### WORK INSTRUCTION:
Check every line of the entries below for the word "operations", and copy the ones that have it.

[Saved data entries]
▽

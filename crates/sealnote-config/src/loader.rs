// SPDX-FileCopyrightText: 2026 Sealnote Contributors
// SPDX-License-Identifier: MIT OR Apache-2.0

//! Configuration loader using Figment for layered config merging.
//!
//! Supports the XDG hierarchy: `./sealnote.toml` > `~/.config/sealnote/sealnote.toml`
//! > `/etc/sealnote/sealnote.toml`, with environment variable overrides via
//! the `SEALNOTE_` prefix.

#![allow(clippy::result_large_err)] // figment::Error is external and cannot be boxed without wrapper

use std::path::Path;

use figment::{
    Figment,
    providers::{Env, Format, Serialized, Toml},
};

use crate::model::SealnoteConfig;

/// Load configuration from the standard XDG hierarchy with env var overrides.
///
/// Merge order (later overrides earlier):
/// 1. Compiled defaults
/// 2. `/etc/sealnote/sealnote.toml` (system-wide)
/// 3. `~/.config/sealnote/sealnote.toml` (user XDG config)
/// 4. `./sealnote.toml` (local directory)
/// 5. `SEALNOTE_*` environment variables
pub fn load_config() -> Result<SealnoteConfig, figment::Error> {
    Figment::new()
        .merge(Serialized::defaults(SealnoteConfig::default()))
        .merge(Toml::file("/etc/sealnote/sealnote.toml"))
        .merge(Toml::file(
            dirs::config_dir()
                .map(|d| d.join("sealnote/sealnote.toml"))
                .unwrap_or_default(),
        ))
        .merge(Toml::file("sealnote.toml"))
        .merge(env_provider())
        .extract()
}

/// Load configuration from a TOML string only (no XDG lookup, no env).
///
/// Used for testing and explicit configuration.
pub fn load_config_from_str(toml_content: &str) -> Result<SealnoteConfig, figment::Error> {
    Figment::new()
        .merge(Serialized::defaults(SealnoteConfig::default()))
        .merge(Toml::string(toml_content))
        .extract()
}

/// Load configuration from a specific file path with env var overrides.
pub fn load_config_from_path(path: &Path) -> Result<SealnoteConfig, figment::Error> {
    Figment::new()
        .merge(Serialized::defaults(SealnoteConfig::default()))
        .merge(Toml::file(path))
        .merge(env_provider())
        .extract()
}

/// Create the environment variable provider using explicit `map()` for
/// section-to-dot mapping.
///
/// Uses `Env::map()` rather than `Env::split("_")` so that key names
/// containing underscores stay intact: `SEALNOTE_VAULT_KDF_ITERATIONS`
/// must map to `vault.kdf_iterations`, not `vault.kdf.iterations`.
fn env_provider() -> Env {
    Env::prefixed("SEALNOTE_").map(|key| {
        // `key` is the lowercased env var name with the prefix stripped.
        let key_str = key.as_str();
        let mapped = key_str
            .replacen("app_", "app.", 1)
            .replacen("storage_", "storage.", 1)
            .replacen("vault_", "vault.", 1);
        mapped.into()
    })
}
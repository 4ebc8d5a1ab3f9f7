// SPDX-FileCopyrightText: 2026 Sealnote Contributors
// SPDX-License-Identifier: MIT OR Apache-2.0

//! Figment-to-miette error bridge with fuzzy match suggestions.
//!
//! Converts Figment deserialization errors into miette diagnostics with
//! valid key listings and "did you mean?" suggestions via Jaro-Winkler
//! string similarity.

use miette::Diagnostic;
use thiserror::Error;

/// Minimum Jaro-Winkler similarity score to suggest a correction.
/// 0.75 catches common typos like `kdf_iteratons` -> `kdf_iterations`
/// while filtering noise.
const SUGGESTION_THRESHOLD: f64 = 0.75;

/// A configuration error with diagnostic context.
#[derive(Debug, Error, Diagnostic)]
pub enum ConfigError {
    /// An unknown key was found in the configuration.
    #[error("unknown configuration key `{key}`")]
    #[diagnostic(
        code(sealnote::config::unknown_key),
        help("{}", unknown_key_help(suggestion.as_deref(), valid_keys))
    )]
    UnknownKey {
        /// The unrecognized key name.
        key: String,
        /// Suggested correction via fuzzy matching, if any.
        suggestion: Option<String>,
        /// Comma-separated list of valid keys for the section.
        valid_keys: String,
    },

    /// A configuration value has the wrong type.
    #[error("invalid type for key `{key}`: {detail}")]
    #[diagnostic(code(sealnote::config::invalid_type), help("expected {expected}"))]
    InvalidType {
        /// The key with the wrong type.
        key: String,
        /// Description of the type mismatch.
        detail: String,
        /// What type was expected.
        expected: String,
    },

    /// A required configuration key is missing.
    #[error("missing required key `{key}`")]
    #[diagnostic(
        code(sealnote::config::missing_key),
        help("add `{key} = <value>` to your sealnote.toml")
    )]
    MissingKey {
        /// The missing key name.
        key: String,
    },

    /// A validation error for a config value.
    #[error("validation error: {message}")]
    #[diagnostic(code(sealnote::config::validation))]
    Validation {
        /// Description of the validation failure.
        message: String,
    },

    /// Catch-all for other configuration errors.
    #[error("configuration error: {0}")]
    #[diagnostic(code(sealnote::config::other))]
    Other(String),
}

fn unknown_key_help(suggestion: Option<&str>, valid_keys: &str) -> String {
    match suggestion {
        Some(s) => format!("did you mean `{s}`? Valid keys: {valid_keys}"),
        None => format!("valid keys: {valid_keys}"),
    }
}

/// Convert a `figment::Error` into a list of `ConfigError` diagnostics.
///
/// A figment error may carry multiple underlying errors; each is converted
/// to the matching `ConfigError` variant, with fuzzy suggestions attached
/// to unknown-field errors.
pub fn figment_to_config_errors(err: figment::Error) -> Vec<ConfigError> {
    use figment::error::Kind;

    err.into_iter()
        .map(|error| match &error.kind {
            Kind::UnknownField(field, expected) => {
                let suggestion = suggest_key(field, expected);
                ConfigError::UnknownKey {
                    key: field.clone(),
                    suggestion,
                    valid_keys: expected.join(", "),
                }
            }
            Kind::MissingField(field) => ConfigError::MissingKey {
                key: field.clone().into_owned(),
            },
            Kind::InvalidType(actual, expected) => ConfigError::InvalidType {
                key: error.path.join("."),
                detail: format!("found {actual}"),
                expected: expected.to_string(),
            },
            _ => ConfigError::Other(format!("{error}")),
        })
        .collect()
}

/// Suggest a similar key name using Jaro-Winkler string similarity.
///
/// Returns the best match above the similarity threshold, or `None` if no
/// valid key is close enough.
pub fn suggest_key(unknown: &str, valid_keys: &[&str]) -> Option<String> {
    let mut best_score = SUGGESTION_THRESHOLD;
    let mut best_match = None;

    for &key in valid_keys {
        let score = strsim::jaro_winkler(unknown, key);
        if score > best_score {
            best_score = score;
            best_match = Some(key.to_string());
        }
    }

    best_match
}

/// Render a list of `ConfigError`s to stderr using miette's graphical handler.
pub fn render_errors(errors: &[ConfigError]) {
    use miette::GraphicalReportHandler;

    let handler = GraphicalReportHandler::new();
    for error in errors {
        let mut buf = String::new();
        let diagnostic: &dyn Diagnostic = error;
        if handler.render_report(&mut buf, diagnostic).is_ok() {
            eprint!("{buf}");
        } else {
            eprintln!("Error: {error}");
        }
    }
}

#[cfg(test)]
mod tests {
    use super::*;

    #[test]
    fn suggest_close_typo() {
        let valid = &["kdf_iterations", "database_path", "log_level"];
        assert_eq!(
            suggest_key("kdf_iteratons", valid),
            Some("kdf_iterations".to_string())
        );
    }

    #[test]
    fn no_suggestion_for_distant_typo() {
        let valid = &["kdf_iterations", "database_path", "log_level"];
        assert_eq!(suggest_key("zzzzzz", valid), None);
    }

    #[test]
    fn unknown_field_becomes_unknown_key_error() {
        let err = crate::loader::load_config_from_str("[vault]\nkdf_iteratons = 5\n")
            .expect_err("unknown key must fail extraction");
        let errors = figment_to_config_errors(err);
        assert!(errors.iter().any(|e| matches!(
            e,
            ConfigError::UnknownKey { key, suggestion: Some(s), .. }
                if key == "kdf_iteratons" && s == "kdf_iterations"
        )));
    }

    #[test]
    fn invalid_type_becomes_invalid_type_error() {
        let err = crate::loader::load_config_from_str("[vault]\nkdf_iterations = \"many\"\n")
            .expect_err("string for u32 must fail extraction");
        let errors = figment_to_config_errors(err);
        assert!(
            errors
                .iter()
                .any(|e| matches!(e, ConfigError::InvalidType { .. }))
        );
    }
}
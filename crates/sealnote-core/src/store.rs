// SPDX-FileCopyrightText: 2026 Sealnote Contributors
// SPDX-License-Identifier: MIT OR Apache-2.0

//! The record-store contract consumed by the crypto pipeline.
//!
//! The key-derivation and encryption services only ever need the
//! record-level operations below; the persistence engine behind them is
//! an implementation detail (`sealnote-storage` provides the SQLite one).
//!
//! Implementations must guarantee:
//! - a `put` is visible to the next `get` on the same handle
//!   (read-your-writes);
//! - concurrent puts to the same record are serialized (last writer wins
//!   is acceptable -- the core never issues concurrent writes to the same
//!   record);
//! - after `destroy`, `exists()` reports false and record operations fail
//!   with [`SealnoteError::StoreUnavailable`].

use async_trait::async_trait;

use crate::error::SealnoteError;
use crate::records::{KeyGenRecord, PayloadRecord};

/// A persistent store holding exactly one [`KeyGenRecord`] and one
/// [`PayloadRecord`].
#[async_trait]
pub trait RecordStore: Send + Sync {
    /// Read the key-generation record.
    async fn key_gen(&self) -> Result<KeyGenRecord, SealnoteError>;

    /// Replace the key-generation record.
    async fn put_key_gen(&self, record: &KeyGenRecord) -> Result<(), SealnoteError>;

    /// Read the payload record.
    async fn payload(&self) -> Result<PayloadRecord, SealnoteError>;

    /// Replace the payload record. The whole encrypted blob is written
    /// atomically; there is no partial update.
    async fn put_payload(&self, record: &PayloadRecord) -> Result<(), SealnoteError>;

    /// Whether the store still exists on its backing medium.
    async fn exists(&self) -> bool;

    /// Irrecoverably wipe all records. The handle is unusable afterwards.
    async fn destroy(&mut self) -> Result<(), SealnoteError>;
}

△

### TASK RESPONSE:
//! record-level operations below; the persistence engine behind them is
//! - after `destroy`, `exists()` reports false and record operations fail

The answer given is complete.